The adequacy of the allowance for loan losses is assessed at the end of each calendar quarter. The level of the allowance is based upon evaluation of the loan portfolio, current asset quality trends, known and inherent risks in the portfolio, adverse situations that may affect the borrowers' ability to repay (including the timing of future payment), the estimated value of any underlying collateral, composition of the loan portfolio, economic conditions, historical loss experience, industry and peer bank loan quality indications and other pertinent factors, including regulatory recommendations. The allowance for loan losses for purchased loans is calculated similarly to the method utilized for legacy Pinnacle Bank loans. Pinnacle Financial's accounting policy is to compare the computed allowance for loan losses for purchased loans on a loan-by-loan basis to any remaining fair value adjustment. If the computed allowance is greater than the remaining fair value adjustment, the excess is added to the allowance for loan losses by a charge to the provision for loan losses.

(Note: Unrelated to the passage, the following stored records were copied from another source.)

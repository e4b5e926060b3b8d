//! recipecalc CLI: recipe amounts from a shareable URL fragment.

use clap::Parser;
use tracing_subscriber::EnvFilter;

#[derive(Parser, Debug)]
#[command(
    name = "recipecalc",
    version,
    about = "Recipe calculator; the whole recipe lives in a URL fragment"
)]
struct Cli {
    /// Print a JSON report
    #[arg(long, global = true)]
    json: bool,

    #[command(subcommand)]
    command: recipecalc::cli::Commands,
}

fn init_logging() {
    let filter = EnvFilter::try_from_env("RECIPECALC_LOG").unwrap_or_else(|_| EnvFilter::new("warn"));
    tracing_subscriber::fmt()
        .with_env_filter(filter)
        .with_writer(std::io::stderr)
        .init();
}

fn main() {
    init_logging();
    let cli = Cli::parse();
    let config = recipecalc::cli::CalcConfig { json: cli.json };
    if let Err(e) = recipecalc::cli::dispatch(cli.command, &config) {
        eprintln!("error: {}", e);
        std::process::exit(1);
    }
}
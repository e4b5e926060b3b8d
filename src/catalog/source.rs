//! Catalog sources.

use super::{parse_catalog, CatalogError, CatalogFormat, KnownSolids};
use async_trait::async_trait;
use std::path::{Path, PathBuf};

/// Something that can produce a known-solids table for a catalog key.
#[async_trait]
pub trait CatalogSource: Send + Sync {
    async fn fetch(&self, key: &str) -> Result<KnownSolids, CatalogError>;
}

/// Catalogs stored as `<dir>/<key>.json`, `.yaml` or `.yml`.
#[derive(Debug, Clone)]
pub struct FileCatalog {
    dir: PathBuf,
}

impl FileCatalog {
    pub fn new(dir: impl Into<PathBuf>) -> Self {
        FileCatalog { dir: dir.into() }
    }

    pub fn dir(&self) -> &Path {
        &self.dir
    }

    /// Find the file backing `key`. Keys are single path components.
    pub fn resolve(&self, key: &str) -> Result<(PathBuf, CatalogFormat), CatalogError> {
        if !is_valid_key(key) {
            return Err(CatalogError::InvalidKey(key.to_string()));
        }
        CatalogFormat::EXTENSIONS
            .iter()
            .map(|(ext, format)| (self.dir.join(format!("{}.{}", key, ext)), *format))
            .find(|(path, _)| path.is_file())
            .ok_or_else(|| CatalogError::NotFound(key.to_string()))
    }
}

fn is_valid_key(key: &str) -> bool {
    !key.is_empty()
        && key != "."
        && key != ".."
        && !key.contains(['/', '\\', '\0'])
        && !key.starts_with('.')
}

#[async_trait]
impl CatalogSource for FileCatalog {
    async fn fetch(&self, key: &str) -> Result<KnownSolids, CatalogError> {
        let (path, format) = self.resolve(key)?;
        let text = tokio::fs::read_to_string(&path)
            .await
            .map_err(|source| CatalogError::Io {
                path: path.display().to_string(),
                source,
            })?;
        let solids = parse_catalog(&text, format)?;
        tracing::info!(key, path = %path.display(), entries = solids.len(), "catalog loaded");
        Ok(solids)
    }
}

#[cfg(test)]
mod tests {
    use super::*;

    #[tokio::test]
    async fn test_fetch_json() {
        let dir = tempfile::tempdir().unwrap();
        std::fs::write(dir.path().join("baking.json"), r#"{"sugar": 0.63}"#).unwrap();
        let cat = FileCatalog::new(dir.path());
        let solids = cat.fetch("baking").await.unwrap();
        assert_eq!(solids["sugar"], 0.63);
    }

    #[tokio::test]
    async fn test_fetch_prefers_json_over_yaml() {
        let dir = tempfile::tempdir().unwrap();
        std::fs::write(dir.path().join("k.json"), r#"{"a": 1.0}"#).unwrap();
        std::fs::write(dir.path().join("k.yaml"), "b: 2.0\n").unwrap();
        let solids = FileCatalog::new(dir.path()).fetch("k").await.unwrap();
        assert!(solids.contains_key("a"));
    }

    #[tokio::test]
    async fn test_fetch_yml() {
        let dir = tempfile::tempdir().unwrap();
        std::fs::write(dir.path().join("k.yml"), "salt: 0.46\n").unwrap();
        let solids = FileCatalog::new(dir.path()).fetch("k").await.unwrap();
        assert_eq!(solids["salt"], 0.46);
    }

    #[tokio::test]
    async fn test_fetch_missing() {
        let dir = tempfile::tempdir().unwrap();
        let err = FileCatalog::new(dir.path()).fetch("ghost").await.unwrap_err();
        assert!(matches!(err, CatalogError::NotFound(ref k) if k == "ghost"));
    }

    #[tokio::test]
    async fn test_fetch_bad_contents() {
        let dir = tempfile::tempdir().unwrap();
        std::fs::write(dir.path().join("bad.json"), "not json").unwrap();
        let err = FileCatalog::new(dir.path()).fetch("bad").await.unwrap_err();
        assert!(matches!(err, CatalogError::Parse(_)));
    }

    #[test]
    fn test_rejects_path_keys() {
        let cat = FileCatalog::new("/tmp");
        for key in ["", ".", "..", "../etc/passwd", "a/b", "a\\b", ".hidden"] {
            assert!(
                matches!(cat.resolve(key), Err(CatalogError::InvalidKey(_))),
                "key {:?} should be rejected",
                key
            );
        }
    }
}
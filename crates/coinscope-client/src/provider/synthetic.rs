//! 자리표시용 합성 가격 시계열.
//!
//! 모든 시계열 요청이 실패했을 때 마지막으로 알려진 현재가를 기준으로
//! 24시간 분량의 시간별 샘플을 만듭니다. 결과는 반드시 `Synthetic` 출처로
//! 표시되어야 합니다.

use chrono::{DateTime, Duration, Utc};
use coinscope_core::{PriceDataPoint, PriceHistory};
use rand::Rng;
use rust_decimal::prelude::FromPrimitive;
use rust_decimal::Decimal;

/// 합성 샘플 수 (시간당 1개).
pub const SYNTHETIC_POINTS: usize = 24;

/// 기준가 대비 최대 변동 비율.
pub const JITTER_RATIO: f64 = 0.01;

/// `anchor` 가격 주변으로 `now`에 끝나는 24개 시간별 샘플을 만듭니다.
pub fn synthetic_series<R: Rng + ?Sized>(
    anchor: Decimal,
    now: DateTime<Utc>,
    rng: &mut R,
) -> Vec<PriceDataPoint> {
    (0..SYNTHETIC_POINTS)
        .map(|i| {
            let hours_ago = (SYNTHETIC_POINTS - 1 - i) as i64;
            let jitter = rng.gen_range(-JITTER_RATIO..=JITTER_RATIO);
            let factor = Decimal::from_f64(1.0 + jitter).unwrap_or(Decimal::ONE);

            PriceDataPoint::new(now - Duration::hours(hours_ago), (anchor * factor).round_dp(8))
        })
        .collect()
}

/// 네 구간 모두 같은 합성 시계열을 가진 히스토리.
pub fn synthetic_history(anchor: Decimal, now: DateTime<Utc>) -> PriceHistory {
    let series = synthetic_series(anchor, now, &mut rand::thread_rng());

    PriceHistory {
        hourly: series.clone(),
        weekly: series.clone(),
        monthly: series.clone(),
        yearly: series,
    }
}
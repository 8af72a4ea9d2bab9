//! HTTP 전송 계층.
//!
//! 오케스트레이터는 [`HttpTransport`] 트레이트에만 의존하므로 테스트에서는
//! 스크립트된 가짜 전송으로 교체할 수 있습니다.

use crate::error::{FetchError, FetchResult};
use async_trait::async_trait;
use coinscope_core::ApiConfig;
use reqwest::Client;
use secrecy::{ExposeSecret, SecretString};
use tracing::debug;

/// 상태 코드와 본문만 담은 원시 응답.
#[derive(Debug, Clone, PartialEq, Eq)]
pub struct TransportResponse {
    pub status: u16,
    pub body: String,
}

impl TransportResponse {
    pub fn new(status: u16, body: impl Into<String>) -> Self {
        Self {
            status,
            body: body.into(),
        }
    }

    /// 200 응답 생성.
    pub fn ok(body: impl Into<String>) -> Self {
        Self::new(200, body)
    }

    pub fn is_success(&self) -> bool {
        (200..300).contains(&self.status)
    }
}

/// 단일 GET 요청을 보내는 전송 계층.
///
/// 상태 코드 해석은 호출자의 몫입니다. 응답을 받았다면 상태와 관계없이 `Ok`,
/// 요청 자체가 전송되지 못했을 때만 `Err`를 반환합니다.
#[async_trait]
pub trait HttpTransport: Send + Sync {
    /// `path_and_query`(예: `/simple/price?ids=bitcoin&vs_currencies=usd`)로 GET 요청.
    async fn get(&self, path_and_query: &str) -> FetchResult<TransportResponse>;
}

/// reqwest 기반 전송 계층.
pub struct ReqwestTransport {
    client: Client,
    base_url: String,
    api_key: Option<SecretString>,
    api_key_header: String,
}

impl ReqwestTransport {
    /// 새 전송 계층 생성.
    ///
    /// 타임아웃은 요청별로 오케스트레이터가 적용하므로 클라이언트에는 설정하지 않습니다.
    ///
    /// # Errors
    /// HTTP 클라이언트 생성에 실패하면 `FetchError::Transport`를 반환합니다.
    pub fn new(config: &ApiConfig) -> FetchResult<Self> {
        let client = Client::builder()
            .user_agent(concat!("coinscope/", env!("CARGO_PKG_VERSION")))
            .build()
            .map_err(|e| FetchError::Transport(format!("HTTP 클라이언트 생성 실패: {}", e)))?;

        Ok(Self {
            client,
            base_url: config.base_url.trim_end_matches('/').to_string(),
            api_key: config
                .api_key
                .as_ref()
                .filter(|key| !key.is_empty())
                .map(|key| SecretString::new(key.clone().into())),
            api_key_header: config.api_key_header.clone(),
        })
    }

    pub fn base_url(&self) -> &str {
        &self.base_url
    }

    pub fn has_api_key(&self) -> bool {
        self.api_key.is_some()
    }
}

#[async_trait]
impl HttpTransport for ReqwestTransport {
    async fn get(&self, path_and_query: &str) -> FetchResult<TransportResponse> {
        let url = format!("{}{}", self.base_url, path_and_query);
        debug!("GET {}", url);

        let mut request = self.client.get(&url);
        if let Some(key) = &self.api_key {
            request = request.header(self.api_key_header.as_str(), key.expose_secret());
        }

        let response = request.send().await?;
        let status = response.status().as_u16();
        let body = response.text().await?;

        Ok(TransportResponse { status, body })
    }
}

impl std::fmt::Debug for ReqwestTransport {
    fn fmt(&self, f: &mut std::fmt::Formatter<'_>) -> std::fmt::Result {
        f.debug_struct("ReqwestTransport")
            .field("base_url", &self.base_url)
            .field("api_key", &self.api_key.as_ref().map(|_| "***REDACTED***"))
            .field("api_key_header", &self.api_key_header)
            .finish()
    }
}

At March 31, 2019, Pinnacle Bank had granted loans and other extensions of credit amounting to approximately $38.4 million to current directors, executive officers, and their related entities, of which $18.1 million had been drawn upon. At December 31, 2018, Pinnacle Bank had granted loans and other extensions of credit amounting to approximately $37.9 million to directors, executive officers, and their related entities, of which approximately $18.3 million had been drawn upon. None of these loans to directors, executive officers, and their related entities were impaired at March 31, 2019 or December 31, 2018.

At March 31, 2019, Pinnacle Financial had approximately $14.5 million in commercial loans held for sale compared to $16.0 million at December 31, 2018, which primarily included commercial real estate and apartment loans originated for sale to a third-party as part of a multi-family loan program. Such loans are closed under a pass-through commitment structure wherein Pinnacle Bank's loan commitment to the borrower is the same as the third party's take-out commitment to Pinnacle Bank and the third party purchase typically occurs within thirty days of Pinnacle Bank closing with the borrowers.

Residential Lending

At March 31, 2019, Pinnacle Financial had approximately $45.5 million of mortgage loans held-for-sale compared to approximately $31.8 million at December 31, 2018. Total loan volumes sold during the three months ended March 31, 2019 were approximately $193.8 million compared to approximately $247.1 million for the three months ended March 31, 2018. During the three months ended March 31, 2019, Pinnacle Financial recognized $4.9 million in gains on the sale of these loans, net of commissions paid, compared to $3.7 million, net of commissions paid, during the three months ended March 31, 2018.

These mortgage loans held-for-sale are originated internally and are primarily to borrowers in Pinnacle Bank's geographic markets. These sales are typically on a mandatory basis to investors that follow conventional government sponsored entities (GSE) and the Department of Housing and Urban Development/U.S. Department of Veterans Affairs (HUD/VA) guidelines.
 
Each purchaser of a mortgage loan held-for-sale has specific guidelines and criteria for sellers of loans and the risk of credit loss with regard to the principal amount of the loans sold is generally transferred to the purchasers upon sale. While the loans are sold without recourse, the purchase agreements require Pinnacle Bank to make certain representations and warranties regarding the existence and sufficiency of file documentation and the absence of fraud by borrowers or other third parties such as appraisers in connection with obtaining the loan. If it is determined that the loans sold were in breach of these representations or warranties, Pinnacle Bank has obligations to either repurchase the loan for the unpaid principal balance and related investor fees or make the purchaser whole for the economic benefits of the loan. To date, Pinnacle Bank's liability pursuant to the terms of these representations and warranties has been insignificant to Pinnacle Bank.